Task
Repeat the lines of the data that follow, please, starting at the first and stopping after the one with "collected as strings".

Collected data
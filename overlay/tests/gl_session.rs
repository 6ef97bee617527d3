//! Session tests against real GLFW windows
//!
//! These need a display server and an OpenGL 3.3 driver, so they are marked
//! #[ignore]. Run with: cargo test -p regionshot-overlay -- --ignored

use std::sync::{Arc, Mutex, MutexGuard};

use regionshot_overlay::{
    CrashReporter, OpenGlRenderer, RawImage, Rect, RegionRenderer, RendererError, SelectorConfig,
};

/// GLFW is not thread-safe; one renderer at a time
static GL_LOCK: Mutex<()> = Mutex::new(());

fn lock() -> MutexGuard<'static, ()> {
    GL_LOCK.lock().unwrap_or_else(|e| e.into_inner())
}

/// Renderer whose crash reports are collected as strings
fn renderer() -> (OpenGlRenderer, Arc<Mutex<Vec<String>>>) {
    let reported = Arc::new(Mutex::new(Vec::new()));
    let sink = Arc::clone(&reported);
    let crash: Arc<dyn CrashReporter> =
        Arc::new(move |e: &RendererError| sink.lock().unwrap().push(e.to_string()));
    let renderer =
        OpenGlRenderer::init(SelectorConfig::default(), crash).expect("renderer should start");
    (renderer, reported)
}

fn primary_display(renderer: &OpenGlRenderer) -> Rect {
    let monitors = renderer.monitors().expect("monitors");
    monitors.first().expect("at least one monitor").rect()
}

fn solid(width: u32, height: u32, rgba: [u8; 4]) -> RawImage {
    RawImage::solid(width, height, rgba).unwrap()
}

#[test]
#[ignore = "requires a display and OpenGL 3.3"]
fn two_side_by_side_displays() {
    let _guard = lock();
    let (renderer, _) = renderer();

    let displays = vec![
        Rect::new(0, 0, 1920, 1080),
        Rect::new(1920, 0, 1920, 1080),
    ];
    let origins: Vec<(i32, i32)> = renderer
        .monitors()
        .unwrap()
        .iter()
        .map(|m| (m.x, m.y))
        .collect();
    if regionshot_overlay::match_monitors(&displays, &origins).is_err() {
        eprintln!("skipping: needs two 1920x1080 monitors side by side");
        return;
    }

    let red = [200, 0, 0, 255];
    let darker = vec![solid(1920, 1080, [20, 20, 20, 255]), solid(1920, 1080, [30, 30, 30, 255])];
    let normal = vec![solid(1920, 1080, red), solid(1920, 1080, [0, 0, 200, 255])];
    renderer.init_displays(displays.clone(), darker, normal).unwrap();

    assert_eq!(renderer.display_count().unwrap(), 2);
    assert_eq!(renderer.displays().unwrap(), displays);

    let pixels = renderer.normal_texture_pixels(0, 0, 0, 1920, 1080).unwrap();
    assert_eq!(pixels.len(), 1920 * 1080 * 4);
    assert!(pixels.chunks_exact(4).all(|p| p == red));

    let texture = renderer.darker_texture(1).unwrap();
    assert_eq!(texture.width_height().unwrap(), (1920, 1080));

    renderer.destroy_all().unwrap();
}

#[test]
#[ignore = "requires a display and OpenGL 3.3"]
fn texture_pixels_round_trip() {
    let _guard = lock();
    let (renderer, reported) = renderer();
    let display = primary_display(&renderer);

    // Red encodes the column and green the row
    let gradient: Vec<u8> = (0..48u32)
        .flat_map(|y| (0..64u32).flat_map(move |x| [x as u8 * 4, y as u8 * 5, 150, 255]))
        .collect();
    let normal = RawImage::new(64, 48, gradient).unwrap();
    renderer
        .init_displays(
            vec![display],
            vec![solid(64, 48, [10, 10, 10, 255])],
            vec![normal.clone()],
        )
        .unwrap();

    // Rows come back top to bottom, as uploaded
    assert_eq!(
        renderer.normal_texture_pixels(0, 3, 7, 10, 4).unwrap(),
        normal.crop(3, 7, 10, 4).unwrap()
    );

    let texture = renderer.darker_texture(0).unwrap();
    assert_eq!(texture.width_height().unwrap(), (64, 48));

    // Distinct bytes per pixel so row or channel swaps show up
    let (w, h) = (5u32, 3u32);
    let patch: Vec<u8> = (0..w * h * 4).map(|i| (i * 7 % 251) as u8).collect();
    texture.begin().unwrap();
    texture.set_pixels(2, 4, w, h, &patch).unwrap();
    texture.end().unwrap();
    assert_eq!(texture.pixels(2, 4, w, h).unwrap(), patch);

    // Untouched pixels keep the uploaded colour
    assert_eq!(texture.pixels(0, 0, 1, 1).unwrap(), vec![10, 10, 10, 255]);

    for _ in 0..3 {
        renderer.poll_events().unwrap();
        renderer.render_texture(0, &texture).unwrap();
    }
    assert!(!renderer.window_should_close(0).unwrap());
    renderer.request_close().unwrap();
    assert!(renderer.window_should_close(0).unwrap());

    renderer.destroy_all().unwrap();
    assert!(reported.lock().unwrap().is_empty());
}

#[test]
#[ignore = "requires a display and OpenGL 3.3"]
fn caller_mistakes_are_not_reported() {
    let _guard = lock();
    let (renderer, reported) = renderer();
    let display = primary_display(&renderer);

    assert!(matches!(
        renderer.darker_texture(0),
        Err(RendererError::NoSession)
    ));

    renderer
        .init_displays(
            vec![display],
            vec![solid(16, 16, [0, 0, 0, 255])],
            vec![solid(16, 16, [255, 255, 255, 255])],
        )
        .unwrap();

    assert!(matches!(
        renderer.normal_texture_pixels(0, 10, 10, 8, 8),
        Err(RendererError::OutOfBounds { .. })
    ));
    assert!(matches!(
        renderer.normal_texture_pixels(3, 0, 0, 1, 1),
        Err(RendererError::InvalidDisplay { index: 3, count: 1 })
    ));

    let texture = renderer.darker_texture(0).unwrap();
    assert!(matches!(
        texture.set_pixels(0, 0, 2, 2, &[0u8; 15]),
        Err(RendererError::InvalidPixelBuffer {
            expected: 16,
            actual: 15
        })
    ));

    renderer.destroy_all().unwrap();
    assert!(reported.lock().unwrap().is_empty());
}

#[test]
#[ignore = "requires a display and OpenGL 3.3"]
fn missing_monitor_fails_before_any_window() {
    let _guard = lock();
    let (renderer, reported) = renderer();
    let display = primary_display(&renderer);

    let displays = vec![
        display,
        Rect::new(-100_000, -100_000, 800, 600),
        Rect::new(100_000, 0, 800, 600),
    ];
    let images = |n| (0..n).map(|_| solid(8, 8, [0, 0, 0, 255])).collect::<Vec<_>>();

    let result = renderer.init_displays(displays, images(3), images(3));
    assert!(matches!(
        result,
        Err(RendererError::MonitorMismatch {
            index: 1,
            x: -100_000,
            y: -100_000
        })
    ));
    assert_eq!(renderer.display_count().unwrap(), 0);
    assert_eq!(reported.lock().unwrap().len(), 1);
}

#[test]
#[ignore = "requires a display and OpenGL 3.3"]
fn image_count_mismatch_is_fatal() {
    let _guard = lock();
    let (renderer, reported) = renderer();
    let display = primary_display(&renderer);

    let result = renderer.init_displays(
        vec![display],
        vec![solid(8, 8, [0, 0, 0, 255])],
        Vec::new(),
    );
    assert!(matches!(
        result,
        Err(RendererError::DisplayCountMismatch {
            displays: 1,
            darker: 1,
            normal: 0
        })
    ));
    assert_eq!(reported.lock().unwrap().len(), 1);
}

#[test]
#[ignore = "requires a display and OpenGL 3.3"]
fn repeated_init_and_destroy() {
    let _guard = lock();
    let (renderer, _) = renderer();
    let display = primary_display(&renderer);

    let mut old_texture = None;
    for cycle in 0..5u8 {
        renderer
            .init_displays(
                vec![display],
                vec![solid(32, 32, [cycle, 0, 0, 255])],
                vec![solid(32, 32, [0, cycle, 0, 255])],
            )
            .unwrap();
        assert_eq!(
            renderer.normal_texture_pixels(0, 0, 0, 1, 1).unwrap(),
            vec![0, cycle, 0, 255]
        );

        // A handle from the previous session no longer resolves
        if let Some(texture) = old_texture.take() {
            assert!(matches!(
                renderer.render_texture(0, &texture),
                Err(RendererError::StaleTexture(_))
            ));
        }
        let texture = renderer.darker_texture(0).unwrap();
        renderer.render_texture(0, &texture).unwrap();
        old_texture = Some(texture);

        renderer.destroy_all().unwrap();
        renderer.destroy_all().unwrap();
        assert_eq!(renderer.display_count().unwrap(), 0);
    }

    // Dropping a stale handle is harmless
    drop(old_texture);
    renderer.poll_events().unwrap();
}

#[test]
#[ignore = "requires a display and OpenGL 3.3"]
fn handles_outliving_the_renderer_disconnect() {
    let _guard = lock();
    let (renderer, _) = renderer();
    let display = primary_display(&renderer);

    renderer
        .init_displays(
            vec![display],
            vec![solid(4, 4, [0, 0, 0, 255])],
            vec![solid(4, 4, [0, 0, 0, 255])],
        )
        .unwrap();
    let texture = renderer.darker_texture(0).unwrap();
    drop(renderer);

    assert!(matches!(
        texture.width_height(),
        Err(RendererError::Executor(_))
    ));
}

Answer space
filename overlay/tests/gl_session.rs
repository 6ef97bee617527d3
//! Session tests against real GLFW windows
//!
//! These need a display server and an OpenGL 3.3 driver, so they are marked
//! #[ignore]. Run with: cargo test -p regionshot-overlay -- --ignored

use std::sync::{Arc, Mutex, MutexGuard};

use regionshot_overlay::{
    CrashReporter, OpenGlRenderer, RawImage, Rect, RegionRenderer, RendererError, SelectorConfig,
};

/// GLFW is not thread-safe; one renderer at a time
static GL_LOCK: Mutex<()> = Mutex::new(());

fn lock() -> MutexGuard<'static, ()> {
    GL_LOCK.lock().unwrap_or_else(|e| e.into_inner())
}

/// Renderer whose crash reports are collected as strings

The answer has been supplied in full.